Source data
-=-=-=-=-

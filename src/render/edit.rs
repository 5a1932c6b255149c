//! Edit dispatch

use serde_json::Value;
use tracing::warn;

use super::{EditWidget, FormContext, InputKind, Renderer, guarded};
use crate::field::{EditFn, EditStrategy, FieldOption, ParentRefBinding, RelationshipBinding, SharedBinding};
use crate::record::{Record, key_text};
use crate::schema::humanize;
use crate::types::{ColumnType, parse_bool, parse_date, parse_timestamp};

impl Renderer<'_> {
    /// Editable representation of `field` of `record`
    ///
    /// 1. read-only fields and owned relationships show their display text
    /// 2. shared collections are a multi-select seeded with the current associations
    /// 3. a custom edit callback
    /// 4. static options are a single-select
    /// 5. parent references are a single-select over the related rows
    /// 6. the column-type default input
    pub fn render_edit(&self, record: &Record, field: &str, form: &FormContext) -> EditWidget {
        let spec = self.registry.get(field);
        let raw = record.get(field);

        if let Some(spec) = spec {
            let owned = spec.relationship.as_ref().is_some_and(RelationshipBinding::is_owned);
            if spec.read_only || owned {
                return self.read_only(record, field);
            }
            if let Some(RelationshipBinding::SharedMany(binding)) = &spec.relationship {
                return self.edit_shared(record, field, binding, form);
            }
            if let EditStrategy::Custom(func) = &spec.edit {
                return self.edit_custom(field, func, raw, record, form);
            }
            if let Some(options) = &spec.options {
                return EditWidget::Select {
                    name: form.input_name(field),
                    options: options.clone(),
                    selected: raw.and_then(key_text),
                    placeholder: None,
                };
            }
            if let Some(RelationshipBinding::ParentRef(binding)) = &spec.relationship {
                return self.edit_parent(field, raw, binding, form);
            }
        }

        self.edit_default(record, field, raw, form)
    }

    fn read_only(&self, record: &Record, field: &str) -> EditWidget {
        EditWidget::ReadOnly {
            text: self.render_display(record, field).text,
        }
    }

    fn edit_shared(&self, record: &Record, field: &str, binding: &SharedBinding, form: &FormContext) -> EditWidget {
        let current = record
            .key(self.registry.entity().primary_key())
            .and_then(|owner| self.relations.shared(&binding.relationship, &owner))
            .unwrap_or_default();
        let mut options = self
            .relations
            .choices(&binding.relationship)
            .unwrap_or_default()
            .to_vec();
        for item in current {
            if !options.iter().any(|o| o.value == item.value) {
                options.push(item.clone());
            }
        }
        EditWidget::MultiSelect {
            name: form.multi_input_name(field),
            options,
            selected: current.iter().map(|item| item.value.clone()).collect(),
        }
    }

    fn edit_custom(
        &self,
        field: &str,
        func: &EditFn,
        raw: Option<&Value>,
        record: &Record,
        form: &FormContext,
    ) -> EditWidget {
        match guarded(|| func(raw, record, form)) {
            Ok(widget) => widget,
            Err(message) => {
                warn!(
                    entity = %self.registry.entity().name(),
                    field = %field,
                    error = %message,
                    "Edit callback failed"
                );
                if self.registry.config().environment.is_production() {
                    EditWidget::Input {
                        name: form.input_name(field),
                        kind: InputKind::Text,
                        value: raw.map(input_text).unwrap_or_default(),
                    }
                } else {
                    EditWidget::Error {
                        name: form.input_name(field),
                        message,
                    }
                }
            }
        }
    }

    fn edit_parent(&self, field: &str, raw: Option<&Value>, binding: &ParentRefBinding, form: &FormContext) -> EditWidget {
        let selected = raw.and_then(key_text);
        let mut options = self
            .relations
            .choices(&binding.relationship)
            .unwrap_or_default()
            .to_vec();

        // keep the current parent selectable even when the scope excludes it
        if let Some(key) = &selected {
            if !options.iter().any(|o| &o.value == key) {
                if let Some(label) = self.relations.parent_label(&binding.relationship, key) {
                    options.insert(0, FieldOption::new(label, key.clone()));
                }
            }
        }

        EditWidget::Select {
            name: form.input_name(field),
            options,
            selected,
            placeholder: Some(binding.placeholder.clone()),
        }
    }

    fn edit_default(&self, record: &Record, field: &str, raw: Option<&Value>, form: &FormContext) -> EditWidget {
        let Some(column) = self.registry.entity().column(field) else {
            // computed attributes and virtual fields have nothing to write back
            return self.read_only(record, field);
        };
        let name = form.input_name(field);
        let text = raw.map(input_text).unwrap_or_default();

        let kind = match &column.column_type {
            ColumnType::Boolean => {
                let checked = raw
                    .and_then(|v| v.as_bool().or_else(|| key_text(v).as_deref().and_then(parse_bool)))
                    .unwrap_or(false);
                return EditWidget::Checkbox { name, checked };
            }
            ColumnType::Enum { values } => {
                return EditWidget::Select {
                    name,
                    options: values
                        .iter()
                        .map(|v| FieldOption::new(humanize(v), v.clone()))
                        .collect(),
                    selected: raw.and_then(key_text),
                    placeholder: column.nullable.then(String::new),
                };
            }
            ColumnType::Date => {
                let value = parse_date(&text)
                    .map(|d| d.format("%Y-%m-%d").to_string())
                    .unwrap_or(text);
                return EditWidget::Input {
                    name,
                    kind: InputKind::Date,
                    value,
                };
            }
            ColumnType::Timestamp => {
                let value = parse_timestamp(&text)
                    .map(|ts| ts.format("%Y-%m-%dT%H:%M").to_string())
                    .unwrap_or(text);
                return EditWidget::Input {
                    name,
                    kind: InputKind::DateTime,
                    value,
                };
            }
            ColumnType::Text | ColumnType::Json => InputKind::TextArea,
            ColumnType::Integer | ColumnType::Float => InputKind::Number,
            ColumnType::Decimal { .. } => InputKind::Decimal,
            ColumnType::String | ColumnType::Uuid => InputKind::Text,
        };

        EditWidget::Input {
            name,
            kind,
            value: text,
        }
    }
}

-=-=-=-=-

The task: Copy out each line of the records where the string "options" appears.

Task answer:
    /// 4. static options are a single-select
            if let Some(options) = &spec.options {
                    options: options.clone(),
        let mut options = self
            if !options.iter().any(|o| o.value == item.value) {
                options.push(item.clone());
            options,
        let mut options = self
            if !options.iter().any(|o| &o.value == key) {
                    options.insert(0, FieldOption::new(label, key.clone()));
            options,
                    options: values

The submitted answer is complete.